▶ EXERCISE BRIEF:
This exercise calls for copying every line below that holds the word "Unauthorized".

[[ RECORDS PROVIDED, beginning ]]

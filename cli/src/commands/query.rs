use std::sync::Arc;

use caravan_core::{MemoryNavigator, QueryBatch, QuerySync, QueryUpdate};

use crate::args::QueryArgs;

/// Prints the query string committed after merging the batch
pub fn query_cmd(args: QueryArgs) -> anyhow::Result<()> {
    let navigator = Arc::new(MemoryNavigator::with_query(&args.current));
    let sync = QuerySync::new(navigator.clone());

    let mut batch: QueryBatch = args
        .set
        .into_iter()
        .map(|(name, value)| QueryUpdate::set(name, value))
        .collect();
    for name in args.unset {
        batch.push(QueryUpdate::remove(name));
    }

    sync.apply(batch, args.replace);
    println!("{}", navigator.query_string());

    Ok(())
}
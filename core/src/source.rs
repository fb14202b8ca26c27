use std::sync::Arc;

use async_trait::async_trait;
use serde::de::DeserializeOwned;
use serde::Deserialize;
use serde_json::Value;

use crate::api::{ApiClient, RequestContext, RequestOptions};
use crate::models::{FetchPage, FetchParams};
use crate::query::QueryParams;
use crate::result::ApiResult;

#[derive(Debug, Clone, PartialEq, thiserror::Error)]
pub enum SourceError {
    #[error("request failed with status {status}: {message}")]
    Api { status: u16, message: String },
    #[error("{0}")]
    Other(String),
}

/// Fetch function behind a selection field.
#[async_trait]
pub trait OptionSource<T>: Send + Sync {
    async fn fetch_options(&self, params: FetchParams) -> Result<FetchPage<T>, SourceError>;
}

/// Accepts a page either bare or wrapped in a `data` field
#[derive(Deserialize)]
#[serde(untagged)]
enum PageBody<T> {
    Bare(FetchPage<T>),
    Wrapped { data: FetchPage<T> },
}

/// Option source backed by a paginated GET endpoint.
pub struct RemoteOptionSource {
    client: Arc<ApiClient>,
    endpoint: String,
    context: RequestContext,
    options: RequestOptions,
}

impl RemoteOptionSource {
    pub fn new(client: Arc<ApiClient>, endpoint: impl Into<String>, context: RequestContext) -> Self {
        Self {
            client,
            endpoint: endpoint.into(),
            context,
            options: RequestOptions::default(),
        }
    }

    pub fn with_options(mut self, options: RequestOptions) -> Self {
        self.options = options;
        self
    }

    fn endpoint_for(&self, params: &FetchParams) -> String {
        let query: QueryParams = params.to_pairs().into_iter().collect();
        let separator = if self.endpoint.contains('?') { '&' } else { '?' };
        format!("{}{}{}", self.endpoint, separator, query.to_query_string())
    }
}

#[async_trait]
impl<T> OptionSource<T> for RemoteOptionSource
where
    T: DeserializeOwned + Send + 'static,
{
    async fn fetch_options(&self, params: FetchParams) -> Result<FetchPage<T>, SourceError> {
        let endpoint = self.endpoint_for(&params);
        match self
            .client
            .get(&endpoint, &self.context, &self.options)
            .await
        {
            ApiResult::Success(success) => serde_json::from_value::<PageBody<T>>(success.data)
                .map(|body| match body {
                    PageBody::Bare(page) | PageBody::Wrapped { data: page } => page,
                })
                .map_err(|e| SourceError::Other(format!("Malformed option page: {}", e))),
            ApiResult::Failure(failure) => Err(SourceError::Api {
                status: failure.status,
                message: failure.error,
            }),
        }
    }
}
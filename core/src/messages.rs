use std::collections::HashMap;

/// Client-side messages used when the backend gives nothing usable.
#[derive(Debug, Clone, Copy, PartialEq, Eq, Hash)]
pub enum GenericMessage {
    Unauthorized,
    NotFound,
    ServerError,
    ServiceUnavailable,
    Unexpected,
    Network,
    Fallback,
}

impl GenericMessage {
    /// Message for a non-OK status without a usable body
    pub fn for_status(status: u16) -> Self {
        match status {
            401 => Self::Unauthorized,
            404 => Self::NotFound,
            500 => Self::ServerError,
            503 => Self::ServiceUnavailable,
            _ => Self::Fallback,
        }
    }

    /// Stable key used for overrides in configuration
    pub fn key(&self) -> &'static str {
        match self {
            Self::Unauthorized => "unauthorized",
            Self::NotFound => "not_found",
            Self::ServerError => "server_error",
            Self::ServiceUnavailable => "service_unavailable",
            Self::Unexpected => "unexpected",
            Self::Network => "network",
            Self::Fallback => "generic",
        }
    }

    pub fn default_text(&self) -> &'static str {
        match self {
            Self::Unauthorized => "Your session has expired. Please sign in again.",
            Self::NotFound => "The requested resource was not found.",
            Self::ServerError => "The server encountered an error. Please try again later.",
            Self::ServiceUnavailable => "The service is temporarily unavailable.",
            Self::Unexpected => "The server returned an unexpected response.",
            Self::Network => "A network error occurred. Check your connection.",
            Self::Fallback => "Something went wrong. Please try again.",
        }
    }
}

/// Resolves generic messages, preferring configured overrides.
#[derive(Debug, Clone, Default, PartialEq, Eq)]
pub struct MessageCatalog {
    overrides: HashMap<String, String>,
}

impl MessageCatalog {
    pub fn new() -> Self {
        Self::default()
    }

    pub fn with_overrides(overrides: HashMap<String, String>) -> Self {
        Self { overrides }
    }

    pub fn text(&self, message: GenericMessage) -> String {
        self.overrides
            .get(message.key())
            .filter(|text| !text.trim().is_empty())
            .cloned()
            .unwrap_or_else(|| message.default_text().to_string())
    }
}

[[ RECORDS PROVIDED, end ]]

▶ TASK SOLUTION:
    Unauthorized,
            401 => Self::Unauthorized,
            Self::Unauthorized => "unauthorized",
            Self::Unauthorized => "Your session has expired. Please sign in again.",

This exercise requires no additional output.